It’s the phone call no one who shares their life with a horse wants to receive: “Misty is down and she can’t get up. We think it’s time.” It was an early morning in late September. I was still recovering from an accident where I’d broken my sacrum and both sides of my pelvis. I struggled out of bed. Oh, Misty. Would I arrive in time?

I rescued Misty six years ago. My mother had known her years before I’d met her, but when she saw Misty, she was shocked: The Arabian was bony and covered in rain rot. Her eyes looked defeated. Her pretty little head hung low.

“Come on, Misty,” I said quietly. She followed me willingly into the trailer.

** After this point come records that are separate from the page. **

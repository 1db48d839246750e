//! Periodic ingestion of vessel positions.
//!
//! A [`Scheduler`] owns one background worker that, once per cycle, lists the
//! tracked vessels, asks the [`TrackingSource`] where they are, and writes the
//! decoded reports into a fresh [`VesselStore`] connection. Start and stop go
//! through a shared [`RunControl`].
//!
//! [`TrackingSource`]: shiptrack_core::source::TrackingSource
//! [`VesselStore`]: shiptrack_core::store::VesselStore

mod control;
mod cycle;
mod scheduler;

pub mod error;

pub use control::{Phase, RunControl};
pub use cycle::{CycleOutcome, CycleReport, run_cycle};
pub use error::{BoxError, Error, Result};
pub use scheduler::{IngestConfig, RunOutcome, Scheduler};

I discovered that she had a habit of touching me with her muzzle for reassurance.

I called them her nose touches.

She touched me lightly as I tied her in the trailer. I gently touched her back. I thought I was taking her to a loving home to die in comfort. Instead, after months of TLC, she recovered. We traveled together for miles on the riding trails. She’d always come running when I got the saddle.

Several years ago, she just looked at me sadly as I got the saddle out. I knew then that her arthritis was too advanced for riding. She looked longingly from me to the trail and back again. So that day, I began taking her for walks along the trails. Anyone who has ever seen the joy of a senior dog going for a walk would know the joy of this sweet old horse.

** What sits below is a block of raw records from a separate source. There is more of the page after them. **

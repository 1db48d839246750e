//! Shared run state between the scheduler's handles and its worker.

use std::sync::{Arc, Mutex, MutexGuard, PoisonError};

/// Where the scheduler is in its lifecycle.
#[derive(Debug, Clone, Copy, PartialEq, Eq)]
pub enum Phase {
  /// No worker is alive.
  Idle,
  /// A worker is alive and has been asked to keep going.
  Running,
  /// A worker is alive but will exit at its next tick boundary.
  Stopping,
}

#[derive(Debug, Default)]
struct RunState {
  requested:    bool,
  worker_alive: bool,
  halted:       bool,
}

/// Run flags behind a single mutex.
///
/// The lock is only held to read or flip flags, never across an `.await`.
/// Cloning yields another handle to the same state.
#[derive(Debug, Clone, Default)]
pub struct RunControl {
  state: Arc<Mutex<RunState>>,
}

impl RunControl {
  pub fn new() -> Self { Self::default() }

  fn lock(&self) -> MutexGuard<'_, RunState> {
    self.state.lock().unwrap_or_else(PoisonError::into_inner)
  }

  /// Ask for a run and clear any previous halt.
  ///
  /// Returns `true` when the caller must spawn a worker. A worker that is
  /// still winding down is re-armed instead.
  pub(crate) fn arm(&self) -> bool {
    let mut state = self.lock();
    state.requested = true;
    state.halted = false;
    if state.worker_alive {
      false
    } else {
      state.worker_alive = true;
      true
    }
  }

  /// Ask the worker to exit at its next tick boundary. Idempotent.
  pub fn stop(&self) { self.lock().requested = false; }

  /// Called by the worker between steps.
  ///
  /// When no run is requested the worker is marked dead under the same lock,
  /// so a concurrent [`arm`](Self::arm) either keeps this worker or spawns a
  /// new one, never neither.
  pub(crate) fn keep_going(&self) -> bool {
    let mut state = self.lock();
    if !state.requested {
      state.worker_alive = false;
    }
    state.requested
  }

  /// Record a fatal error and end the current run.
  pub(crate) fn halt(&self) {
    let mut state = self.lock();
    state.requested = false;
    state.halted = true;
  }

  pub fn is_running(&self) -> bool {
    let state = self.lock();
    state.requested && state.worker_alive
  }

  pub fn phase(&self) -> Phase {
    let state = self.lock();
    match (state.worker_alive, state.requested) {
      (false, _) => Phase::Idle,
      (true, true) => Phase::Running,
      (true, false) => Phase::Stopping,
    }
  }

  /// `true` if the last run ended on a fatal error.
  pub fn is_halted(&self) -> bool { self.lock().halted }
}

Misty turned 31 in 2012. When her condition began deteriorating, I discussed a plan with AHELP Project. But time and again, Misty rallied. She just wasn’t ready to go.

On Friday, September 27, 2013, I left my house within minutes of the phone call. My Bluetooth toggled calls between Michelle Nichols, founder of AHELP, and Jennifer Downing, my friend who boards my horses. Michelle had agreed to drop everything if I needed her. I told her she’d already prepared me.

As I drove, I already felt the pain of her loss. When I arrived at the barn, she was lying quietly in her stall, a blanket draped across her body and beneath her beautiful head. I could see she was ready to go. I’d worried that she would be distraught, but Jerry never left her side, massaging her the entire time. I was so grateful.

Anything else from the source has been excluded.